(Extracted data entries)
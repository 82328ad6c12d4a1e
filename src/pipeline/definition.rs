// SPDX-License-Identifier: MIT OR Apache-2.0
// Copyright (c) 2025 rankflow contributors

//! Pipeline definition structures
//!
//! A definition is a tree of steps. The root is itself a step, usually of
//! type `pipeline`, whose `steps` are wired together by `depends`.

use serde::{Deserialize, Deserializer, Serialize, Serializer};
use std::path::{Path, PathBuf};

use crate::errors::{RankflowError, RankflowResult};
use crate::flow::FlowValue;

/// Whether a step runs a command or a nested pipeline
#[derive(Debug, Clone, Copy, PartialEq, Eq, Default)]
pub enum StepKind {
    #[default]
    Tool,
    Pipeline,
}

impl std::fmt::Display for StepKind {
    fn fmt(&self, f: &mut std::fmt::Formatter<'_>) -> std::fmt::Result {
        match self {
            Self::Tool => write!(f, "tool"),
            Self::Pipeline => write!(f, "pipeline"),
        }
    }
}

/// One node of the pipeline tree
#[derive(Debug, Clone, Default, PartialEq, Serialize, Deserialize)]
pub struct StepDefinition {
    /// `tool` (default), `pipeline` or `workflow`
    #[serde(rename = "type", default, skip_serializing_if = "Option::is_none")]
    pub step_type: Option<String>,

    /// Identifier, unique among siblings
    #[serde(default)]
    pub id: String,

    /// Display name; falls back to the id
    #[serde(default, skip_serializing_if = "String::is_empty")]
    pub name: String,

    #[serde(default, skip_serializing_if = "Option::is_none")]
    pub description: Option<String>,

    /// Sibling ids this step waits for; written as `"a,b"` or a sequence
    #[serde(
        default,
        deserialize_with = "deserialize_depends",
        serialize_with = "serialize_depends",
        skip_serializing_if = "Vec::is_empty"
    )]
    pub depends: Vec<String>,

    /// Run once per element of `loop_var`
    #[serde(rename = "loop", default)]
    pub is_loop: bool,

    #[serde(default, skip_serializing_if = "Option::is_none")]
    pub loop_var: Option<String>,

    #[serde(default, skip_serializing_if = "Vec::is_empty")]
    pub inputs: Vec<Parameter>,

    #[serde(default, skip_serializing_if = "Vec::is_empty")]
    pub config: Vec<Parameter>,

    #[serde(default, skip_serializing_if = "Vec::is_empty")]
    pub outputs: Vec<Parameter>,

    #[serde(default, skip_serializing_if = "Vec::is_empty")]
    pub scripts: Vec<Script>,

    /// Command template (tools only)
    #[serde(default, skip_serializing_if = "Option::is_none")]
    pub command: Option<String>,

    /// Children (pipelines only)
    #[serde(default, skip_serializing_if = "Vec::is_empty")]
    pub steps: Vec<StepDefinition>,

    /// Container registry override, inherited by descendants
    #[serde(default, skip_serializing_if = "Option::is_none")]
    pub container: Option<ContainerConfig>,

    /// Container image; the tool runs inside it when set
    #[serde(default, alias = "imageId", skip_serializing_if = "Option::is_none")]
    pub image: Option<String>,

    /// Do not keep stdout/stderr files for this step
    #[serde(default)]
    pub shadow: bool,
}

impl StepDefinition {
    /// Load a definition from a YAML or JSON file
    pub fn from_file(path: &Path) -> RankflowResult<Self> {
        let content = std::fs::read_to_string(path).map_err(|_| RankflowError::DefinitionNotFound {
            path: path.to_path_buf(),
        })?;

        match path.extension().and_then(|e| e.to_str()) {
            Some("json") => Self::from_json(&content),
            _ => Self::from_yaml(&content),
        }
    }

    pub fn from_yaml(yaml: &str) -> RankflowResult<Self> {
        let mut step: Self = serde_yaml::from_str(yaml)?;
        step.prepare();
        Ok(step)
    }

    pub fn from_json(json: &str) -> RankflowResult<Self> {
        let mut step: Self = serde_json::from_str(json)?;
        step.prepare();
        Ok(step)
    }

    pub fn to_yaml(&self) -> RankflowResult<String> {
        serde_yaml::to_string(self).map_err(Into::into)
    }

    /// Fill in names that were left empty, recursively
    pub fn prepare(&mut self) {
        if self.name.trim().is_empty() {
            self.name = self.id.clone();
        }
        for child in &mut self.steps {
            child.prepare();
        }
    }

    pub fn kind(&self) -> StepKind {
        match self.step_type.as_deref().map(str::to_ascii_lowercase).as_deref() {
            Some("pipeline") | Some("workflow") => StepKind::Pipeline,
            _ => StepKind::Tool,
        }
    }

    pub fn is_pipeline(&self) -> bool {
        self.kind() == StepKind::Pipeline
    }

    pub fn is_tool(&self) -> bool {
        self.kind() == StepKind::Tool
    }

    pub fn display_name(&self) -> &str {
        if self.name.is_empty() {
            &self.id
        } else {
            &self.name
        }
    }

    /// Get a direct child by id
    pub fn step(&self, id: &str) -> Option<&StepDefinition> {
        self.steps.iter().find(|s| s.id == id)
    }

    pub fn step_ids(&self) -> Vec<&str> {
        self.steps.iter().map(|s| s.id.as_str()).collect()
    }

    /// Wrap a lone tool into a one-step pipeline so it can be scheduled
    pub fn into_pipeline(self) -> StepDefinition {
        if self.is_pipeline() {
            return self;
        }

        StepDefinition {
            step_type: Some("pipeline".to_string()),
            id: self.id.clone(),
            name: self.name.clone(),
            container: self.container.clone(),
            steps: vec![self],
            ..Default::default()
        }
    }

    pub fn before_scripts(&self) -> Vec<&Script> {
        self.ordered_scripts(|s| s.before)
    }

    pub fn after_scripts(&self) -> Vec<&Script> {
        self.ordered_scripts(|s| s.after)
    }

    pub fn loop_scripts(&self) -> Vec<&Script> {
        self.ordered_scripts(|s| s.inloop)
    }

    /// Scripts matching `phase`, sorted by `order`; unset orders take their position
    fn ordered_scripts(&self, phase: impl Fn(&Script) -> bool) -> Vec<&Script> {
        let mut scripts: Vec<(i64, usize, &Script)> = self
            .scripts
            .iter()
            .enumerate()
            .filter(|(_, s)| phase(s))
            .map(|(idx, s)| {
                let order = if s.order <= 0 { idx as i64 + 1 } else { s.order };
                (order, idx, s)
            })
            .collect();
        scripts.sort_by_key(|(order, idx, _)| (*order, *idx));
        scripts.into_iter().map(|(_, _, s)| s).collect()
    }
}

/// A named input, config or output value
#[derive(Debug, Clone, Default, PartialEq, Serialize, Deserialize)]
pub struct Parameter {
    pub name: String,

    /// Free-form type; `dir` and `directory` mark mountable volumes
    #[serde(rename = "type", default, skip_serializing_if = "Option::is_none")]
    pub param_type: Option<String>,

    /// Literal value or template string
    #[serde(default, skip_serializing_if = "FlowValue::is_null")]
    pub value: FlowValue,

    #[serde(default, skip_serializing_if = "Option::is_none")]
    pub description: Option<String>,
}

impl Parameter {
    pub fn new(name: impl Into<String>, value: impl Into<FlowValue>) -> Self {
        Self {
            name: name.into(),
            value: value.into(),
            ..Default::default()
        }
    }

    pub fn is_directory(&self) -> bool {
        matches!(
            self.param_type.as_deref().map(str::to_ascii_lowercase).as_deref(),
            Some("dir") | Some("directory")
        )
    }

    /// Directory parameters with a resolved value can be mounted into a container
    pub fn is_attachable(&self, resolved: &FlowValue) -> bool {
        self.is_directory() && !resolved.is_blank()
    }
}

/// A before/after/in-loop hook attached to a step
#[derive(Debug, Clone, Default, PartialEq, Serialize, Deserialize)]
pub struct Script {
    /// Interpreter hint, e.g. `bash`
    #[serde(rename = "type", default, skip_serializing_if = "Option::is_none")]
    pub script_type: Option<String>,

    #[serde(default, skip_serializing_if = "Option::is_none")]
    pub code: Option<String>,

    #[serde(default, skip_serializing_if = "Option::is_none")]
    pub file: Option<PathBuf>,

    #[serde(default)]
    pub order: i64,

    #[serde(default)]
    pub before: bool,

    #[serde(default)]
    pub after: bool,

    #[serde(default)]
    pub inloop: bool,
}

impl Script {
    pub fn has_phase(&self) -> bool {
        self.before || self.after || self.inloop
    }

    /// Inline code, or the contents of `file`
    pub fn source(&self) -> RankflowResult<String> {
        if let Some(code) = &self.code {
            return Ok(code.clone());
        }
        match &self.file {
            Some(file) => Ok(std::fs::read_to_string(file)?),
            None => Ok(String::new()),
        }
    }
}

/// Container registry override
#[derive(Debug, Clone, Default, PartialEq, Serialize, Deserialize)]
pub struct ContainerConfig {
    /// Registry prefix such as `quay.io/biocontainers`
    #[serde(default, alias = "url", skip_serializing_if = "Option::is_none")]
    pub registry: Option<String>,
}

impl ContainerConfig {
    /// Full image reference for `image` under this registry
    pub fn image_reference(&self, image: &str) -> String {
        match self.registry.as_deref().map(|r| r.trim_end_matches('/')) {
            Some(registry) if !registry.is_empty() => format!("{}/{}", registry, image),
            _ => image.to_string(),
        }
    }
}

#[derive(Deserialize)]
#[serde(untagged)]
enum DependsField {
    Text(String),
    List(Vec<String>),
}

fn deserialize_depends<'de, D>(deserializer: D) -> Result<Vec<String>, D::Error>
where
    D: Deserializer<'de>,
{
    let raw = Option::<DependsField>::deserialize(deserializer)?;
    let items = match raw {
        None => Vec::new(),
        Some(DependsField::Text(text)) => text.split(',').map(str::to_string).collect(),
        Some(DependsField::List(items)) => items,
    };

    Ok(items
        .into_iter()
        .map(|s| s.trim().to_string())
        .filter(|s| !s.is_empty())
        .collect())
}

fn serialize_depends<S>(depends: &[String], serializer: S) -> Result<S::Ok, S::Error>
where
    S: Serializer,
{
    serializer.serialize_str(&depends.join(","))
}

#[cfg(test)]
mod tests {
    use super::*;

    const DEFINITION: &str = r#"
id: variant-calling
type: pipeline
container:
  url: quay.io/biocontainers
steps:
  - id: align
    command: "bwa mem {{ genome }} {{ reads }}"
    image: bwa:0.7.17
    inputs:
      - name: reads
        value: sample.fq
    outputs:
      - name: bam
        type: file
        value: "{{ self_dir }}/out.bam"
  - id: call
    name: Call variants
    depends: "align, "
    command: "bcftools call {{ bam }}"
    scripts:
      - code: echo second
        before: true
        order: 2
      - code: echo first
        before: true
        order: 1
      - code: echo after
        after: true
"#;

    #[test]
    fn test_parse_definition() {
        let def = StepDefinition::from_yaml(DEFINITION).unwrap();

        assert_eq!(def.kind(), StepKind::Pipeline);
        assert_eq!(def.step_ids(), vec!["align", "call"]);

        let align = def.step("align").unwrap();
        assert!(align.is_tool());
        assert_eq!(align.name, "align");
        assert!(align.depends.is_empty());

        let call = def.step("call").unwrap();
        assert_eq!(call.depends, vec!["align"]);
        assert_eq!(call.display_name(), "Call variants");
    }

    #[test]
    fn test_depends_accepts_sequence() {
        let step = StepDefinition::from_yaml("id: c\ndepends: [a, b]\n").unwrap();
        assert_eq!(step.depends, vec!["a", "b"]);
    }

    #[test]
    fn test_workflow_is_a_pipeline() {
        let step = StepDefinition::from_yaml("id: w\ntype: Workflow\n").unwrap();
        assert!(step.is_pipeline());
    }

    #[test]
    fn test_script_ordering() {
        let def = StepDefinition::from_yaml(DEFINITION).unwrap();
        let call = def.step("call").unwrap();

        let before: Vec<_> = call
            .before_scripts()
            .iter()
            .filter_map(|s| s.code.clone())
            .collect();
        assert_eq!(before, vec!["echo first", "echo second"]);
        assert_eq!(call.after_scripts().len(), 1);
        assert!(call.loop_scripts().is_empty());
    }

    #[test]
    fn test_image_reference() {
        let def = StepDefinition::from_yaml(DEFINITION).unwrap();
        let container = def.container.unwrap();
        assert_eq!(
            container.image_reference("bwa:0.7.17"),
            "quay.io/biocontainers/bwa:0.7.17"
        );
        assert_eq!(ContainerConfig::default().image_reference("bwa"), "bwa");
    }

    #[test]
    fn test_attachable_parameters() {
        let mut param = Parameter::new("workdir", "/data");
        param.param_type = Some("Directory".into());
        assert!(param.is_attachable(&FlowValue::from("/data")));
        assert!(!param.is_attachable(&FlowValue::from("")));
        assert!(!Parameter::new("reads", "a.fq").is_attachable(&FlowValue::from("a.fq")));
    }

    #[test]
    fn test_tool_wrapped_into_pipeline() {
        let tool = StepDefinition::from_yaml("id: solo\ncommand: echo hi\n").unwrap();
        let pipeline = tool.into_pipeline();
        assert!(pipeline.is_pipeline());
        assert_eq!(pipeline.step_ids(), vec!["solo"]);
    }
}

§ What you have to do
Write down again the exact lines running from the beginning of the data to the line containing "use crate::flow::FlowValue;", with both ends included.

§ Your solution
repository 82328ad6c12d4a1e
filename src/pipeline/definition.rs
// SPDX-License-Identifier: MIT OR Apache-2.0
// Copyright (c) 2025 rankflow contributors

//! Pipeline definition structures
//!
//! A definition is a tree of steps. The root is itself a step, usually of
//! type `pipeline`, whose `steps` are wired together by `depends`.

use serde::{Deserialize, Deserializer, Serialize, Serializer};
use std::path::{Path, PathBuf};

use crate::errors::{RankflowError, RankflowResult};
use crate::flow::FlowValue;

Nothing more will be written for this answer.